Au seuil de notre dépendance, et longtemps après, l’écho de la révolution bolchevique de 1917 en Russie résonnait toujours très fort dans les esprits. L’idéologie révolutionnaire communiste, dont le fondement était la libération de l’homme de toutes formes d’exploitations et le partage juste et équitable des richesses générés par les efforts des peuples  exerçaient un attrait très fort sur la jeunesse. En effet, la jeunesse, dans tous les pays du monde  est sensible, aux souffrances et à l’injustice, Les jeunes ont très soif de liberté et d’indépendance, de justice sociale. et par conséquent a envie de changer le monde pour le coller à leurs idéaux.

Les jeunes étudiants les plus dynamiques ou à qui on a pu expliquer les fondements de la révolution vont s’y engager avec enthousiaste et ardeur.

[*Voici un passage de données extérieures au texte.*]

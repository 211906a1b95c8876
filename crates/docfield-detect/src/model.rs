//! Inference backends
//!
//! [`InferenceModel`] is the seam between tensor preparation and the runtime.
//! [`OnnxModel`] is the production implementation; tests plug in synthetic
//! models that never touch ONNX Runtime.

use crate::error::{DetectError, Result};
use crate::postprocess::{ModelFamily, RawOutput};
use ndarray::Array4;
use ort::execution_providers::CPUExecutionProvider;
use ort::session::Session;
use std::path::Path;
use std::sync::{Mutex, PoisonError};
use tracing::{debug, info};

/// Default square input resolution of the field detection models
pub const DEFAULT_RESOLUTION: u32 = 704;

const QUERY_BOXES_OUTPUT: &str = "dets";
const QUERY_LOGITS_OUTPUT: &str = "labels";

/// A detection model: takes a `[1, 3, R, R]` tensor, returns raw outputs
pub trait InferenceModel: Send + Sync {
    fn family(&self) -> ModelFamily;

    /// Square input size `R`
    fn resolution(&self) -> u32;

    fn infer(&self, input: Array4<f32>) -> Result<RawOutput>;
}

/// ONNX Runtime session wrapper
pub struct OnnxModel {
    session: Mutex<Session>,
    input_name: String,
    family: ModelFamily,
    resolution: u32,
}

impl std::fmt::Debug for OnnxModel {
    fn fmt(&self, f: &mut std::fmt::Formatter<'_>) -> std::fmt::Result {
        f.debug_struct("OnnxModel")
            .field("input_name", &self.input_name)
            .field("family", &self.family)
            .field("resolution", &self.resolution)
            .finish_non_exhaustive()
    }
}

impl OnnxModel {
    /// Load a model with the default resolution
    pub fn load(model_path: &Path) -> Result<Self> {
        Self::load_with_resolution(model_path, DEFAULT_RESOLUTION)
    }

    /// Load a model, introspecting its input name and output layout.
    ///
    /// The session uses the CPU execution provider with one intra-op thread
    /// per available core.
    pub fn load_with_resolution(model_path: &Path, resolution: u32) -> Result<Self> {
        let load_error = |reason: String| DetectError::ModelLoad {
            path: model_path.display().to_string(),
            reason,
        };

        if !model_path.exists() {
            return Err(load_error("file not found".to_string()));
        }

        let num_threads = std::thread::available_parallelism().map_or(1, usize::from);
        let session = Session::builder()
            .map_err(|e| load_error(e.to_string()))?
            .with_intra_threads(num_threads)
            .map_err(|e| load_error(e.to_string()))?
            .with_execution_providers([CPUExecutionProvider::default().build()])
            .map_err(|e| load_error(e.to_string()))?
            .commit_from_file(model_path)
            .map_err(|e| load_error(e.to_string()))?;

        let input_name = session
            .inputs
            .first()
            .map(|input| input.name.clone())
            .ok_or_else(|| load_error("model declares no inputs".to_string()))?;

        let output_names: Vec<&str> = session.outputs.iter().map(|o| o.name.as_str()).collect();
        let family = if output_names.contains(&QUERY_BOXES_OUTPUT) && output_names.contains(&QUERY_LOGITS_OUTPUT) {
            ModelFamily::Queries
        } else {
            ModelFamily::Corners
        };

        info!(
            path = %model_path.display(),
            ?family,
            input = %input_name,
            threads = num_threads,
            "Loaded field detection model"
        );

        Ok(Self {
            session: Mutex::new(session),
            input_name,
            family,
            resolution,
        })
    }
}

impl InferenceModel for OnnxModel {
    fn family(&self) -> ModelFamily {
        self.family
    }

    fn resolution(&self) -> u32 {
        self.resolution
    }

    fn infer(&self, input: Array4<f32>) -> Result<RawOutput> {
        let shape = input.shape().to_vec();
        let data = input.into_raw_vec_and_offset().0;

        let input_value = ort::value::Value::from_array((shape.as_slice(), data))
            .map_err(|e| DetectError::Preprocessing(e.to_string()))?;

        let mut session = self.session.lock().unwrap_or_else(PoisonError::into_inner);
        let outputs = session
            .run(ort::inputs![self.input_name.as_str() => input_value])
            .map_err(|e| DetectError::Inference(e.to_string()))?;

        match self.family {
            ModelFamily::Queries => {
                // dets: [1, N, 4] cx/cy/w/h, labels: [1, N, C] logits
                let (boxes_shape, boxes_data) = outputs[QUERY_BOXES_OUTPUT]
                    .try_extract_tensor::<f32>()
                    .map_err(|e| DetectError::Inference(e.to_string()))?;
                let (logits_shape, logits_data) = outputs[QUERY_LOGITS_OUTPUT]
                    .try_extract_tensor::<f32>()
                    .map_err(|e| DetectError::Inference(e.to_string()))?;

                if boxes_shape.len() != 3 || boxes_shape[2] != 4 || logits_shape.len() != 3 {
                    return Err(DetectError::Inference(format!(
                        "unexpected output shapes: dets {boxes_shape:?}, labels {logits_shape:?}"
                    )));
                }

                let num_queries = (boxes_shape[1] as usize).min(logits_shape[1] as usize);
                let num_classes = logits_shape[2] as usize;
                debug!(num_queries, num_classes, "Decoding query outputs");

                let boxes = boxes_data
                    .chunks_exact(4)
                    .take(num_queries)
                    .map(|b| [b[0], b[1], b[2], b[3]])
                    .collect();
                let logits = logits_data
                    .chunks_exact(num_classes.max(1))
                    .take(num_queries)
                    .map(<[f32]>::to_vec)
                    .collect();

                Ok(RawOutput::Queries { boxes, logits })
            }
            ModelFamily::Corners => {
                let (shape, data) = outputs[0]
                    .try_extract_tensor::<f32>()
                    .map_err(|e| DetectError::Inference(e.to_string()))?;

                if shape.last().copied() != Some(6) {
                    return Err(DetectError::Inference(format!(
                        "expected [1, N, 6] detections, got {shape:?}"
                    )));
                }

                let rows = data
                    .chunks_exact(6)
                    .map(|r| [r[0], r[1], r[2], r[3], r[4], r[5]])
                    .collect::<Vec<_>>();
                debug!(rows = rows.len(), "Decoding corner outputs");

                Ok(RawOutput::Corners(rows))
            }
        }
    }
}
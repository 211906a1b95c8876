//! Error types for field detection

use thiserror::Error;

/// Result type for detection operations
pub type Result<T> = std::result::Result<T, DetectError>;

/// Errors raised while loading or running a detection model
#[derive(Debug, Error)]
pub enum DetectError {
    /// Model file missing or rejected by the runtime
    #[error("Failed to load model {path}: {reason}")]
    ModelLoad { path: String, reason: String },

    /// Runtime failure or unexpected output layout
    #[error("Inference error: {0}")]
    Inference(String),

    /// Input image could not be turned into a tensor
    #[error("Preprocessing error: {0}")]
    Preprocessing(String),
}

impl DetectError {
    #[must_use]
    pub fn is_model_load(&self) -> bool {
        matches!(self, DetectError::ModelLoad { .. })
    }
}
//! Straight vector segments: underlines and table rulings

use crate::geometry::{Bounded, Rect};
use crate::native::RawRect;

/// Objects thicker than this in both directions are shapes, not lines
/// (page units, about one screen pixel at 72 dpi with antialiasing slack)
pub const LINE_MAX_THICKNESS: f32 = 2.0;

/// Width fraction above which a tall object is treated as a page border
pub const BORDER_WIDTH_RATIO: f32 = 0.7;

/// Height fraction above which a wide object is treated as a page border
pub const BORDER_HEIGHT_RATIO: f32 = 0.9;

/// Orientation of a line segment
#[derive(Debug, Clone, Copy, PartialEq, Eq)]
pub enum Tilt {
    /// 0 degrees
    Horizontal,
    /// 90 degrees
    Vertical,
}

impl Tilt {
    #[must_use]
    pub fn degrees(self) -> u16 {
        match self {
            Tilt::Horizontal => 0,
            Tilt::Vertical => 90,
        }
    }
}

/// A thin horizontal or vertical segment, normalized to the page
#[derive(Debug, Clone, PartialEq)]
pub struct LineNode {
    pub x: f32,
    pub y: f32,
    pub w: f32,
    pub h: f32,
    pub tilt: Tilt,
}

impl LineNode {
    #[must_use]
    pub fn new(x: f32, y: f32, w: f32, h: f32, tilt: Tilt) -> Self {
        Self { x, y, w, h, tilt }
    }

    #[must_use]
    pub fn is_horizontal(&self) -> bool {
        self.tilt == Tilt::Horizontal
    }

    #[must_use]
    pub fn is_vertical(&self) -> bool {
        self.tilt == Tilt::Vertical
    }
}

impl Bounded for LineNode {
    fn rect(&self) -> Rect {
        Rect::new(self.x, self.y, self.w, self.h)
    }
}

/// Classify path bounds into line nodes.
pub(crate) fn build_line_nodes(paths: &[RawRect], page_width: f32, page_height: f32) -> Vec<LineNode> {
    if page_width <= 0.0 || page_height <= 0.0 {
        return Vec::new();
    }

    paths
        .iter()
        .filter_map(|path| {
            let width = (path.right - path.left).abs();
            let height = (path.top - path.bottom).abs();
            let thin = width.min(height);
            let long = width.max(height);

            if thin > LINE_MAX_THICKNESS || long <= thin {
                return None;
            }

            let rect = Rect::new(
                path.left.min(path.right),
                page_height - path.top.max(path.bottom),
                width,
                height,
            )
            .normalize(page_width, page_height);

            if rect.w > BORDER_WIDTH_RATIO && rect.h > BORDER_HEIGHT_RATIO {
                return None;
            }

            let tilt = if height <= width {
                Tilt::Horizontal
            } else {
                Tilt::Vertical
            };

            Some(LineNode::new(rect.x, rect.y, rect.w, rect.h, tilt))
        })
        .collect()
}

Une  multitude d’organisations révolutionnaires ou communistes vont voir le jour et canaliser cette énergie dégagée par la jeunesse. 

Sur le plan international, beaucoup de pays à travers le monde, dont les pays africains Angola, Mozambique, Namibie, étaient toujours sous domination coloniale directe de pays occidentaux à régime capitaliste. Les patriotes organisés de ces pays avaient pris les armes menaient une lutte sans merci contre le colonisateur pour obtenir leur indépendance totale. Le peuple noir sud-africain était soumis à un apartheid fait d’humiliation et de privations de toutes sortes. Sous la conduite de leurs  leaders et de l’ANC, le peuple sud-africain portait des coups durs au régime raciste sud-africain qui  bénéficiaient du soutien des pays occidentaux capitalistes impérialistes

Ces peuples en lutte pour l’indépendance et à la liberté étaient soutenus par tous les patriotes africains progressistes, organisés principalement dans des partis d’obédience communiste et des organisations progressistes. Ces organisations en lutte bénéficiaient du soutien des pays communistes

Le monde était globalement divisé en deux camps antagoniques, le premier camp dominé par les Etats Unis, et le second camp dominé par les pays ayant choisi la voie du socialisme et du communisme. Ces deux camps se livraient à une guerre froide sans affrontement direct.

Les étudiants que nous étions, organisés au sein de l’AEVO et de l’UGEV soutenions fermement les luttes des peuples africains et de tous les peuples du monde sous dominations coloniales et impérialistes.